What this task involves => Determine how many lines in the records hold the word "AddMemberRequest". Return the number alone.

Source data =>
§
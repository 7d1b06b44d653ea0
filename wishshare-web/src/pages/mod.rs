mod community_members;
mod dashboard;
mod error;
mod joined_communities;
pub mod login;
mod owned_communities;

pub use community_members::CommunityMembersPage;
pub use dashboard::DashboardPage;
pub use error::ErrorPage;
pub use joined_communities::JoinedCommunitiesPage;
pub use login::LoginPage;
pub use owned_communities::OwnedCommunitiesPage;
use gloo_storage::{LocalStorage, Storage};
use once_cell::unsync::OnceCell;
use reqwest::{Client, RequestBuilder, Response};
use serde::de::DeserializeOwned;
use shared::models::{
    Ack, AddMemberRequest, ApiEnvelope, ApiError, AuthGrant, Community, Content,
    CreateCommunityRequest, MemberRecord, PageMeta, SessionUser, SignInRequest, SignUpRequest,
};

/// Storage key the bearer token is persisted under.
const AUTH_TOKEN_KEY: &str = "authToken";
/// Same-origin by default; overridden at build time for split deployments.
const DEFAULT_BASE_URL: &str = "";

thread_local! {
    static SHARED_CLIENT: OnceCell<WishShareClient> = OnceCell::new();
}

fn default_base_url() -> &'static str {
    option_env!("WISHSHARE_API_URL").unwrap_or(DEFAULT_BASE_URL)
}

/// Lightweight API client for WishShare web interactions.
///
/// Attaches `Authorization: Bearer <token>` from storage to every
/// authenticated call and unwraps the `{status, content, message}` envelope
/// into typed results.
#[derive(Clone, Debug)]
pub struct WishShareClient {
    base_url: String,
    client: Client,
}

impl WishShareClient {
    /// Create a new API client with the provided base URL.
    pub fn new(base_url: &str) -> Self {
        WishShareClient {
            base_url: base_url.trim_end_matches('/').to_string(),
            client: Client::new(),
        }
    }

    pub fn shared() -> Self {
        SHARED_CLIENT.with(|cell| cell.get_or_init(|| Self::new(default_base_url())).clone())
    }

    fn api_url(&self, path: &str) -> String {
        format!("{}/{}", self.base_url, path.trim_start_matches('/'))
    }

    fn authorize(&self, request: RequestBuilder) -> RequestBuilder {
        match stored_token() {
            Some(token) => request.bearer_auth(token),
            None => request,
        }
    }

    async fn send(request: RequestBuilder) -> Result<Response, ApiError> {
        let response = request
            .send()
            .await
            .map_err(|err| ApiError::Transport(err.to_string()))?;

        let status = response.status();
        if !status.is_success() {
            // Non-2xx bodies still carry the envelope's message when the
            // server produced one.
            let message = response
                .json::<Ack>()
                .await
                .ok()
                .and_then(|ack| ack.message);
            return Err(ApiError::Api {
                status: Some(status.as_u16()),
                message,
            });
        }
        Ok(response)
    }

    async fn unwrap_content<T: DeserializeOwned>(response: Response) -> Result<Content<T>, ApiError> {
        let envelope: ApiEnvelope<T> = response
            .json()
            .await
            .map_err(|err| ApiError::Decode(err.to_string()))?;

        if !envelope.status {
            return Err(ApiError::Api {
                status: None,
                message: envelope.message,
            });
        }
        envelope
            .content
            .ok_or_else(|| ApiError::Decode("response envelope has no content".to_string()))
    }

    async fn unwrap_ack(response: Response) -> Result<(), ApiError> {
        let ack: Ack = response
            .json()
            .await
            .map_err(|err| ApiError::Decode(err.to_string()))?;

        if ack.status {
            Ok(())
        } else {
            Err(ApiError::Api {
                status: None,
                message: ack.message,
            })
        }
    }

    /// Authenticate with email/password credentials.
    pub async fn sign_in(&self, request: &SignInRequest) -> Result<AuthGrant, ApiError> {
        let url = self.api_url("v1/auth/signin");
        let response = Self::send(self.client.post(url).json(request)).await?;
        Ok(Self::unwrap_content::<AuthGrant>(response).await?.data)
    }

    /// Register a new account.
    pub async fn sign_up(&self, request: &SignUpRequest) -> Result<AuthGrant, ApiError> {
        let url = self.api_url("v1/auth/signup");
        let response = Self::send(self.client.post(url).json(request)).await?;
        Ok(Self::unwrap_content::<AuthGrant>(response).await?.data)
    }

    /// Retrieve the profile belonging to the stored credential.
    pub async fn get_current_user(&self) -> Result<SessionUser, ApiError> {
        let url = self.api_url("v1/auth/me");
        let response = Self::send(self.authorize(self.client.get(url))).await?;
        Ok(Self::unwrap_content::<SessionUser>(response).await?.data)
    }

    /// List one page of communities the current user owns.
    pub async fn list_owned_communities(
        &self,
        page: u32,
    ) -> Result<(Vec<Community>, Option<PageMeta>), ApiError> {
        let url = self.api_url("v1/community/me/owner");
        let response =
            Self::send(self.authorize(self.client.get(url).query(&[("page", page)]))).await?;
        let content = Self::unwrap_content::<Vec<Community>>(response).await?;
        Ok((content.data, content.meta))
    }

    /// List one page of communities the current user has joined.
    pub async fn list_joined_communities(
        &self,
        page: u32,
    ) -> Result<(Vec<Community>, Option<PageMeta>), ApiError> {
        let url = self.api_url("v1/community/me/member");
        let response =
            Self::send(self.authorize(self.client.get(url).query(&[("page", page)]))).await?;
        let content = Self::unwrap_content::<Vec<Community>>(response).await?;
        Ok((content.data, content.meta))
    }

    /// Create a community owned by the current user.
    pub async fn create_community(&self, request: &CreateCommunityRequest) -> Result<(), ApiError> {
        let url = self.api_url("v1/community");
        let response = Self::send(self.authorize(self.client.post(url).json(request))).await?;
        Self::unwrap_ack(response).await
    }

    /// List every member of a community.
    pub async fn list_members(&self, community_id: &str) -> Result<Vec<MemberRecord>, ApiError> {
        let url = self.api_url(&format!("v1/community/{community_id}/members"));
        let response = Self::send(self.authorize(self.client.get(url))).await?;
        Ok(Self::unwrap_content::<Vec<MemberRecord>>(response)
            .await?
            .data)
    }

    /// Add a user to a community with the given role.
    pub async fn add_member(&self, request: &AddMemberRequest) -> Result<(), ApiError> {
        let url = self.api_url("v1/member");
        let response = Self::send(self.authorize(self.client.post(url).json(request))).await?;
        Self::unwrap_ack(response).await
    }

    /// Remove a membership from a community.
    pub async fn remove_member(
        &self,
        community_id: &str,
        member_id: &str,
    ) -> Result<(), ApiError> {
        let url = self.api_url(&format!("v1/member/{community_id}/{member_id}"));
        let response = Self::send(self.authorize(self.client.delete(url))).await?;
        Self::unwrap_ack(response).await
    }
}

/// Read the bearer token persisted by the last successful sign-in.
pub fn stored_token() -> Option<String> {
    LocalStorage::get(AUTH_TOKEN_KEY).ok()
}

/// Persist a freshly granted bearer token.
pub fn store_token(token: &str) {
    if let Err(err) = LocalStorage::set(AUTH_TOKEN_KEY, token) {
        log::error!("failed to persist auth token: {err}");
    }
}

/// Remove the stored credential. Only logout calls this; a failed session
/// restore leaves the token in place.
pub fn delete_token() {
    LocalStorage::delete(AUTH_TOKEN_KEY);
}
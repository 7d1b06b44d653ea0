//! Tests for the API client functionality
//!
//! Validates client construction, endpoint URL shapes and the error
//! mapping callers rely on for toast messages.

#[cfg(test)]
mod tests {
    use crate::api::WishShareClient;
    use shared::models::{Ack, AddMemberRequest, ApiError, MemberRole};

    /// Tests API client creation
    #[test]
    fn test_api_client_creation() {
        let _client = WishShareClient::new("http://localhost:8080");
        let _trimmed = WishShareClient::new("http://localhost:8080/");
        // Client should be created successfully
    }

    /// Tests API endpoint URLs
    #[test]
    fn test_api_endpoints() {
        let community_id = "c-123";
        let member_id = "m-456";

        let members_url = format!("/v1/community/{}/members", community_id);
        assert_eq!(members_url, "/v1/community/c-123/members");

        let remove_url = format!("/v1/member/{}/{}", community_id, member_id);
        assert_eq!(remove_url, "/v1/member/c-123/m-456");
    }

    /// Tests the add-member payload sent to the server
    #[test]
    fn test_add_member_payload() {
        let request = AddMemberRequest::new("c-123", "u-789", MemberRole::Admin);
        let json = serde_json::to_value(&request).unwrap();

        assert_eq!(json["community"], "c-123");
        assert_eq!(json["user"], "u-789");
        assert_eq!(json["role"], "Community Admin");
    }

    /// Tests error mapping for the authorization-denied special case
    #[test]
    fn test_forbidden_error_mapping() {
        let err = ApiError::Api {
            status: Some(403),
            message: None,
        };
        assert!(err.is_forbidden());

        let err = ApiError::Api {
            status: Some(500),
            message: Some("boom".to_string()),
        };
        assert!(!err.is_forbidden());
        assert_eq!(err.server_message(), Some("boom"));
    }

    /// Tests that failure envelopes decode with their server message
    #[test]
    fn test_failure_envelope_decoding() {
        let ack: Ack =
            serde_json::from_str(r#"{"status": false, "message": "user not found"}"#).unwrap();
        assert!(!ack.status);
        assert_eq!(ack.message.as_deref(), Some("user not found"));
    }
}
§
Exercise response => 4